第十六部 町医者の娘ニーナと、空っぽの革袋の話 Another Side:セラ
リヴェン野戦第三病院の朝は、相変わらず早かった。
夜明け前に水を替える。
包帯を数える。
熱のある兵を起こす。
起きない兵は、軍医を呼ぶ。
起きた兵には、眠れたかと聞く。
たいてい、眠れていない。
それでも聞く。
聞かないと、眠れなかったことまで消えてしまうからだ。
セラは記録板を抱え、病室を回った。
リヴェンは遠い。
トルガウからも、リンデンからも遠い。
同じ大陸の上にありながら、別の戦争をしているような距離だった。
それでも、噂は時々、長い足を持ってやって来る。
昼前、補給隊の若い荷役が、包帯箱を下ろしながら言った。
「そういえば、南の方で、妙な傭兵の話を聞きましたよ」
セラは包帯の数を確認しながら答えた。
「妙な傭兵は、だいたいどこにでもいます」
「死にかけて病院に運ばれて、退院したあとに薬屋の客寄せをしてたとか」
セラの指が、包帯の上で止まった。
ほんの一瞬。
誰も気づかないくらいの一瞬。
「……その傭兵は、生きているんですか」
「たぶん。

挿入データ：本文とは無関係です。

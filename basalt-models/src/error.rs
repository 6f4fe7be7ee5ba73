// Copyright (c) 2023 BASALT LABS <info@basalt.systems>

use displaydoc::Display;
use thiserror::Error;

/// Model-level errors.
#[non_exhaustive]
#[derive(Clone, Display, Error, Debug)]
pub enum ModelsError {
    /// invalid hash encoding: {0}
    HashParseError(String),
}
// Copyright (c) 2023 BASALT LABS <info@basalt.systems>

use std::collections::hash_map::Entry;
use std::collections::HashSet;
use std::sync::atomic::{AtomicI64, AtomicU64, AtomicUsize, Ordering};
use std::sync::Arc;

use basalt_models::{
    BlockHeader, BlockProposal, Hash, HashedMap, HashedSet, Nonce, PeerId, SignedTransaction,
    Timestamp, TransactionMetadata,
};
use basalt_pool_exports::{
    LedgerNonceChecker, PoolChannels, PoolConfig, PoolError, PoolNonceChecker,
    SubmitResultReceiver, SubmitResultSender, TransactionStatus, TransactionSubmitResult,
    TransactionValidator,
};
use parking_lot::{Mutex, RwLock, RwLockUpgradableReadGuard};
use tracing::{debug, info, trace, warn};

use crate::types::PoolTransaction;

type TxTable = HashedMap<Hash, Arc<PoolTransaction>>;

/// A transaction is fresh up to and including `import_time + expiration`.
pub(crate) fn is_expired(import_time: Timestamp, expiration: Timestamp, now: Timestamp) -> bool {
    now > import_time + expiration
}

/// The in-memory transaction pool.
///
/// One read/write lock guards the transaction table. Per-transaction flag
/// flips are atomic, so the read lock suffices for submission, queries and
/// optimistic sealing, while removal and unsealing take the write lock.
pub struct TxPool {
    config: PoolConfig,
    validator: Arc<dyn TransactionValidator>,
    pool_nonce_checker: Arc<dyn PoolNonceChecker>,
    ledger_nonce_checker: Arc<dyn LedgerNonceChecker>,
    channels: PoolChannels,

    txs: RwLock<TxTable>,
    sealed_count: AtomicUsize,

    /// Hashes queued for removal by `remove_invalid_txs`.
    invalid_txs: Mutex<HashedSet<Hash>>,
    /// Nonces of the queued hashes, dropped from the pool nonce checker on
    /// removal.
    invalid_nonces: Mutex<HashSet<Nonce>>,
    /// Hashes peers announced but we lack; bounded by the pool limit.
    missed_txs: Mutex<HashedSet<Hash>>,

    /// Height of the last committed block.
    block_number: AtomicI64,
    /// Millisecond timestamp of the first submission into an empty pool;
    /// zero while no tps window is open.
    tps_start: AtomicU64,
    on_chain_count: AtomicU64,
}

口だけは元気だったそうです」
「そうですか」
セラは包帯を数え直した。
一、二、三。
いつもどおり。
数は合っている。
心は少しだけ合っていない。
百三人目。
そう思ったのに、死ななかった男。
名前は、レオン。
いえ、今は別の名を使っているかもしれない。
あの人は、そういう顔をしていた。
何かを背負っているのに、軽口で隠す顔。
痛いくせに、惚れたと言い出しそうな顔。
叱ると少しだけ嬉しそうにする、たいへん面倒な顔。
「主任?」
若い看護助手が声をかけた。
「包帯、合いませんか」
「合っています」
セラは記録板に数を書いた。
「ただ、少し思い出しただけです」
「何をですか」
「悪い見本を」
看護助手は首をかしげた。
セラは、それ以上説明しなかった。
午後、重傷者が運ばれた。
腹部。
脚。
肩。
セラは走った。
いつものように。
私情は、処置台の前では畳む。
畳んで、胸の奥へ置く。
置いたものは、消えない。
ただ、今は使わない。
夕方、短い休憩の時間に、セラは古い記録板の裏を見た。
そこに何かを書いたわけではない。
ただ、指先で一度だけなぞった。
百三人目。
生存の噂あり。
そう書きたくなった。
書かなかった。
記録ではないからだ。
でも、覚えた。
セラは窓の外を見た。
リヴェンの空は灰色だった。
遠くの空の下で、あの男がまた誰かに叱られているなら。
それは、たぶん悪いことではない。
「次に来る時は」
セラは、誰にも聞こえない声で言った。
「死にかける前に来てください」
それからすぐに、病室から呼ぶ声がした。
セラは記録板を持ち直し、歩き出した。
百三人目のことは、胸の奥へ戻す。
今は、目の前の百四人目を死なせない時間だった。